Selain Bahlil, pihak Pertamina juga ikut digugat lantaran dianggap menjadi perantara yang melancarkan kebijakan tersebut. Sementara Shell sebagai penyedia layanan dinilai lalai melindungi konsumen karena tidak mampu memastikan ketersediaan produk RON 98.

Tuntutan Ganti Rugi Materiil dan Immateriil

Tati menuntut kompensasi berupa kerugian materiil senilai Rp 1.161.240, yang dihitung dari biaya dua kali pengisian BBM RON 98. Sejak mobilnya diisi RON 92, ia bahkan memutuskan untuk tidak lagi menggunakannya karena khawatir mesin bisa terdampak.

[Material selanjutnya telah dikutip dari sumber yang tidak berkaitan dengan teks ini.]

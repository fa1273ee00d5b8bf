//! The board: geometry, positions and movement.
//!
//! ## Zones
//!
//! A pawn is always in exactly one of four zones, see [`Position`]:
//! Start, a tile of the shared 60-cell ring, a cell of its owner's
//! private 5-cell home stretch, or Home.
//!
//! ## Topology
//!
//! Per-player landmarks (start tile, home-entry tile, slide start) are
//! fixed offsets into each player's 15-cell quadrant of the ring.
//!
//! ## Movement
//!
//! [`move_pawn`] and [`move_from_start`] are the primitives every card
//! power is built from.

mod movement;
mod position;
mod topology;

pub use movement::{home_entry_allowed, move_from_start, move_pawn, plan_from_start, plan_move};
pub use position::{Pawn, PawnRef, Position, Target};
pub use topology::{
    forward_distance, home_entry_tile, ring_add, slide_owner, slide_start, start_tile, GRID_SIDE,
    QUADRANT_LENGTH, RING_LENGTH, SLIDE_LENGTH, STRETCH_LENGTH,
};
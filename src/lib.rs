//! # sorry-engine
//!
//! Movement and turn-resolution engine for the four-player Sorry! race game.
//!
//! ## Design Principles
//!
//! 1. **One Owner**: A single [`GameState`] value holds the whole game and
//!    the [`TurnEngine`] owns it. No globals, no shared mutable board.
//!
//! 2. **No I/O**: Every player choice goes through a [`DecisionProvider`];
//!    everything that happens comes back out as a [`GameEvent`]. Console,
//!    network and test front ends plug in from outside.
//!
//! 3. **Explicit Zones**: A pawn's [`Position`] is `Start`, `Track(n)`,
//!    `HomeStretch(k)` or `Home`. Movement rules match on the zone instead
//!    of decoding integer ranges.
//!
//! 4. **Refusals Are Values**: Bad answers and impossible moves come back
//!    as [`MoveError`]s and leave the state untouched. Nothing panics on
//!    external input.
//!
//! ## Modules
//!
//! - `core`: Players, RNG, configuration, game state
//! - `board`: Ring topology, pawn positions, movement primitives
//! - `cards`: Card kinds and the deck
//! - `effects`: Bump, slide, switch and Sorry! resolution
//! - `decisions`: The decision provider contract and a scripted provider
//! - `events`: Observable game events
//! - `rules`: Card dispatch and the turn engine
//! - `error`: Error taxonomy
//!
//! ## Example
//!
//! ```
//! use sorry_engine::{GameConfig, ScriptedDecisions, TurnEngine};
//!
//! let config = GameConfig::default().with_seed(7);
//! let mut engine = TurnEngine::new(config, ScriptedDecisions::default());
//! let report = engine.play_turn();
//! assert_eq!(report.player.index(), 0);
//! assert!(engine.state().own_pawns_exclusive());
//! ```

pub mod board;
pub mod cards;
pub mod core;
pub mod decisions;
pub mod effects;
pub mod error;
pub mod events;
pub mod rules;

// Re-export commonly used types
pub use crate::core::{
    Color, GameConfig, GameRng, GameState, Player, PlayerId, PlayerMap, Targets, PAWNS_PER_PLAYER,
    PLAYER_COUNT,
};

pub use crate::board::{
    home_entry_allowed, move_from_start, move_pawn, plan_from_start, plan_move, Pawn, PawnRef,
    Position, Target,
};

pub use crate::cards::{Card, Deck};

pub use crate::effects::InteractionResolver;

pub use crate::decisions::{Decision, DecisionProvider, ScriptedDecisions};

pub use crate::events::{EventLog, GameEvent};

pub use crate::rules::{TurnEngine, TurnOutcome, TurnPhase, TurnReport};

pub use crate::error::{DeckError, ErrorKind, MoveError};
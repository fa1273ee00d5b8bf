//! Game state.
//!
//! ## GameState
//!
//! Everything that changes during a game:
//! - The four players (pawns, banked Sorry! cards)
//! - The deck
//! - Whose turn it is, and a turn counter
//!
//! The state is a plain owned value. The turn engine holds the only
//! mutable handle while a game runs; the movement and interaction
//! functions borrow it for the length of one call.

use smallvec::SmallVec;

use super::config::GameConfig;
use super::player::{Player, PlayerId, PlayerMap, PAWNS_PER_PLAYER};
use super::rng::GameRng;
use crate::board::{Pawn, PawnRef, Position, Target};
use crate::cards::Deck;

/// Opposing pawns on the track, at most 12.
pub type Targets = SmallVec<[Target; 12]>;

/// Full game state.
#[derive(Clone, Debug)]
pub struct GameState {
    players: PlayerMap<Player>,
    deck: Deck,
    current: PlayerId,
    turn_number: u32,
}

impl GameState {
    /// Create a fresh game: all pawns at Start, nothing banked, shuffled deck,
    /// Red to play.
    #[must_use]
    pub fn new(config: &GameConfig) -> Self {
        let rng = match config.seed {
            Some(seed) => GameRng::new(seed),
            None => GameRng::from_entropy(),
        };
        log::info!("new game, deck seed {}", rng.seed());
        Self::with_deck(Deck::new(rng))
    }

    /// Create a fresh game around an existing deck.
    #[must_use]
    pub fn with_deck(deck: Deck) -> Self {
        Self {
            players: PlayerMap::new(Player::new),
            deck,
            current: PlayerId::new(0),
            turn_number: 1,
        }
    }

    /// Whose turn it is.
    #[must_use]
    pub fn current_player(&self) -> PlayerId {
        self.current
    }

    /// Turn counter (starts at 1). Diagnostic only.
    #[must_use]
    pub fn turn_number(&self) -> u32 {
        self.turn_number
    }

    /// Seed of the deck RNG, for replaying a game.
    #[must_use]
    pub fn seed(&self) -> u64 {
        self.deck.seed()
    }

    // === Players ===

    #[must_use]
    pub fn player(&self, player: PlayerId) -> &Player {
        &self.players[player]
    }

    pub fn player_mut(&mut self, player: PlayerId) -> &mut Player {
        &mut self.players[player]
    }

    /// Iterate over all players in seating order.
    pub fn players(&self) -> impl Iterator<Item = &Player> {
        self.players.iter().map(|(_, p)| p)
    }

    /// Sorry! cards `player` has saved.
    #[must_use]
    pub fn banked_sorry(&self, player: PlayerId) -> u32 {
        self.players[player].banked_sorry
    }

    /// True iff all four of `player`'s pawns are Home.
    #[must_use]
    pub fn has_won(&self, player: PlayerId) -> bool {
        self.players[player].all_home()
    }

    // === Pawns ===

    #[must_use]
    pub fn pawn(&self, pawn: PawnRef) -> &Pawn {
        &self.players[pawn.player].pawns[pawn.pawn]
    }

    pub fn pawn_mut(&mut self, pawn: PawnRef) -> &mut Pawn {
        &mut self.players[pawn.player].pawns[pawn.pawn]
    }

    /// All sixteen pawns, by player then index.
    pub fn pawns(&self) -> impl Iterator<Item = &Pawn> {
        self.players().flat_map(|p| p.pawns.iter())
    }

    /// Put a pawn somewhere directly, without applying any rule.
    ///
    /// For setting up positions (tests, puzzles). Play goes through
    /// `board::move_pawn` and friends.
    pub fn place_pawn(&mut self, pawn: PawnRef, position: Position) {
        let p = self.pawn_mut(pawn);
        p.position = position;
        if position == Position::Start {
            p.lapped = false;
        }
    }

    /// Index of `player`'s pawn on a Track or HomeStretch cell, if any.
    ///
    /// Start and Home hold any number of pawns and always return `None`.
    #[must_use]
    pub fn own_pawn_at(&self, player: PlayerId, position: Position) -> Option<usize> {
        if !position.is_on_board() {
            return None;
        }
        self.players[player]
            .pawns
            .iter()
            .position(|p| p.position == position)
    }

    /// Every pawn (of any player) on ring tile `tile`.
    #[must_use]
    pub fn pawns_on_tile(&self, tile: u8) -> SmallVec<[PawnRef; 4]> {
        self.pawns()
            .filter(|p| p.position == Position::Track(tile))
            .map(Pawn::handle)
            .collect()
    }

    /// Opposing pawns on the track, ordered by player then pawn index.
    #[must_use]
    pub fn opponent_targets(&self, player: PlayerId) -> Targets {
        self.pawns()
            .filter(|p| p.owner != player)
            .filter_map(|p| {
                p.position.tile().map(|tile| Target {
                    pawn: p.handle(),
                    tile,
                })
            })
            .collect()
    }

    /// Lowest-indexed pawn of `player` waiting at Start.
    #[must_use]
    pub fn first_pawn_in_start(&self, player: PlayerId) -> Option<usize> {
        self.players[player]
            .pawns
            .iter()
            .position(|p| p.position == Position::Start)
    }

    // === Deck ===

    #[must_use]
    pub fn deck(&self) -> &Deck {
        &self.deck
    }

    pub fn deck_mut(&mut self) -> &mut Deck {
        &mut self.deck
    }

    // === Turn Advancement ===

    /// Pass play to the next seat. Returns the new current player.
    pub fn advance_turn(&mut self) -> PlayerId {
        self.current = self.current.next();
        self.turn_number += 1;
        self.current
    }

    // === Invariants ===

    /// No two pawns of one player share a Track or HomeStretch cell.
    #[must_use]
    pub fn own_pawns_exclusive(&self) -> bool {
        self.players().all(|player| {
            (0..PAWNS_PER_PLAYER).all(|i| {
                let pos = player.pawns[i].position;
                !pos.is_on_board()
                    || player.pawns[i + 1..].iter().all(|other| other.position != pos)
            })
        })
    }
}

Lebih lanjut, Bahlil juga digugat membayar kerugian immateriil sebesar Rp 500 juta, setara dengan harga mobil milik Tati.
Boyamin menuturkan, tuntutan ini diajukan karena ada kekhawatiran mendalam dari pihak penggugat. Ia menilai penggunaan BBM dengan kadar oktan lebih rendah berpotensi menimbulkan kerusakan pada mesin kendaraan.

“Kerugian immateriil ini diajukan karena ada kecemasan mobil yang telanjur diisi RON 92 berujung rusak karena biasanya diisi RON 98,” ungkap Boyamin.

Dampak Lebih Luas

Kasus ini tidak hanya sekadar perselisihan antara seorang konsumen dan pejabat negara. Lebih jauh, gugatan ini menjadi cermin rapuhnya tata kelola energi nasional, di mana ketersediaan BBM bagi masyarakat umum bisa terhambat akibat kebijakan distribusi yang dianggap tidak berpihak.

Jika diibaratkan, BBM adalah darah bagi mesin kehidupan. Ketika alirannya tersumbat, maka denyut mobilitas masyarakat pun terganggu. Gugatan terhadap Menteri ESDM ini bisa menjadi pintu masuk evaluasi besar-besaran atas mekanisme distribusi BBM, agar tidak ada lagi konsumen yang harus berkeliling kota hanya untuk mengisi tangki kendaraan mereka.